Mais une grande composante de cette stratégie se concentre sur les données et l’intelligence artificielle. L’objectif de cette stratégie en matière de données est de créer un marché unique des données favorisant la circulation de ces données dans toute l’UE et tous les secteurs, dans le plein respect de la protection de la vie privée et des données, où les règles d’accès sont justes, mais qui présente un énorme avantage pour l’économie européenne en tant qu’acteur mondial en raison de cette nouvelle économie des données.
Compte tenu des craintes entourant un usage abusif des données, l’UE a aussi lancé une stratégie sur l’utilisation de l’intelligence artificielle : un groupe de travail a étudié comment garantir une utilisation de l’intelligence artificielle en toute confiance. Deux livres blancs, qui semblent être passés inaperçus face à l’attention suscitée par la crise, ont été publiés. L’un d’eux, portant sur l’intelligence artificielle, est intitulé Une approche européenne axée sur l’excellence et la confiance.

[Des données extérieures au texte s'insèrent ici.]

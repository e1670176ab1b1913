//! Gate variants and decisions.

use flowreg_core::ApiError;
use serde::{Deserialize, Serialize};

use crate::routes::{Location, Route};
use crate::views::Notice;

/// The navigation classes the gate protects.
#[derive(Debug, Clone, Copy, PartialEq, Eq, Hash, Serialize, Deserialize)]
pub enum GateVariant {
    /// The login screen
    Login,
    /// Any administrative resource
    Resources,
    /// User and group administration
    UsersAdministration,
    /// Bucket (workflow) administration
    WorkflowAdministration,
}

impl GateVariant {
    /// Variants a route passes through, outermost first.
    pub fn chain_for(route: &Route) -> &'static [GateVariant] {
        match route {
            Route::Login => &[Self::Login],
            Route::AdministrationUsers => &[Self::Resources, Self::UsersAdministration],
            Route::AdministrationWorkflow => &[Self::Resources, Self::WorkflowAdministration],
            Route::Explorer
            | Route::Bucket { .. }
            | Route::Droplet { .. }
            | Route::NotFound { .. } => &[],
        }
    }

    /// Where a resolved identity without this variant's permission is sent.
    pub fn fallback(&self) -> Route {
        match self {
            Self::UsersAdministration => Route::AdministrationWorkflow,
            Self::WorkflowAdministration => Route::AdministrationUsers,
            Self::Login | Self::Resources => Route::Explorer,
        }
    }

    /// Name used in logs.
    pub fn name(&self) -> &'static str {
        match self {
            Self::Login => "login",
            Self::Resources => "resources",
            Self::UsersAdministration => "users-administration",
            Self::WorkflowAdministration => "workflow-administration",
        }
    }
}

/// A navigation waiting on identity resolution.
#[derive(Debug, Clone, PartialEq, Eq, Serialize, Deserialize)]
pub struct NavigationAttempt {
    /// Gate the navigation is passing
    pub variant: GateVariant,
    /// Attempted console URL
    pub url: String,
    /// Session navigation generation taken when the attempt started
    pub generation: u64,
}

/// Result of the synchronous check.
#[derive(Debug, Clone, PartialEq, Eq)]
pub enum Activation {
    /// Session state already grants access
    Allow,
    /// Access depends on resolving the identity first
    Pending(NavigationAttempt),
}

impl Activation {
    /// `false` while resolution is pending.
    pub fn is_allowed(&self) -> bool {
        matches!(self, Self::Allow)
    }

    /// The pending attempt, if any.
    pub fn attempt(&self) -> Option<&NavigationAttempt> {
        match self {
            Self::Allow => None,
            Self::Pending(attempt) => Some(attempt),
        }
    }
}

/// Final outcome of a gated navigation.
#[derive(Debug, Clone, PartialEq, Eq)]
pub enum GateDecision {
    /// Continue to the attempted URL
    Allow,
    /// Go elsewhere, optionally telling the user why
    Redirect {
        /// Destination
        to: Location,
        /// Shown before or alongside the redirect
        notice: Option<Notice>,
    },
    /// Resolution failed; remain on the current route
    Stay {
        /// The failed identity load
        error: ApiError,
    },
    /// A newer navigation started before this one resolved; do nothing
    Superseded,
}

impl GateDecision {
    /// Redirect without a notice.
    pub fn redirect(route: Route) -> Self {
        Self::Redirect {
            to: route.into(),
            notice: None,
        }
    }

    /// Redirect and show `notice`.
    pub fn redirect_with(route: Route, notice: Notice) -> Self {
        Self::Redirect {
            to: route.into(),
            notice: Some(notice),
        }
    }

    /// Whether the navigation may continue.
    pub fn is_allowed(&self) -> bool {
        matches!(self, Self::Allow)
    }

    /// Where a redirect goes.
    pub fn redirect_target(&self) -> Option<&Location> {
        match self {
            Self::Redirect { to, .. } => Some(to),
            _ => None,
        }
    }

    /// Notice attached to a redirect.
    pub fn notice(&self) -> Option<&Notice> {
        match self {
            Self::Redirect { notice, .. } => notice.as_ref(),
            _ => None,
        }
    }
}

La BEI peut jouer un rôle très important en garantissant que, lorsqu’elle évalue les prêts qu’elle accorde à des contreparties, elle prend en compte non seulement les audits préalables habituels en matière de connaissance des contreparties et de lutte contre le blanchiment de capitaux concernant la destination des fonds prêtés, mais aussi en s’assurant que les organisations qui reçoivent les prêts connaissent et respectent les normes et réglementations européennes concernant l’utilisation des données pour veiller au respect des pratiques juridiques et éthiques.
La BEI peut devenir un chef de file dans le domaine de l’éthique des données pour garantir que l’esprit et la lettre de ces réglementations ainsi que les principes de protection des données et de la vie privée soient non seulement respectés mais aussi ancrés dans l’ensemble de l’économie et de la société européennes.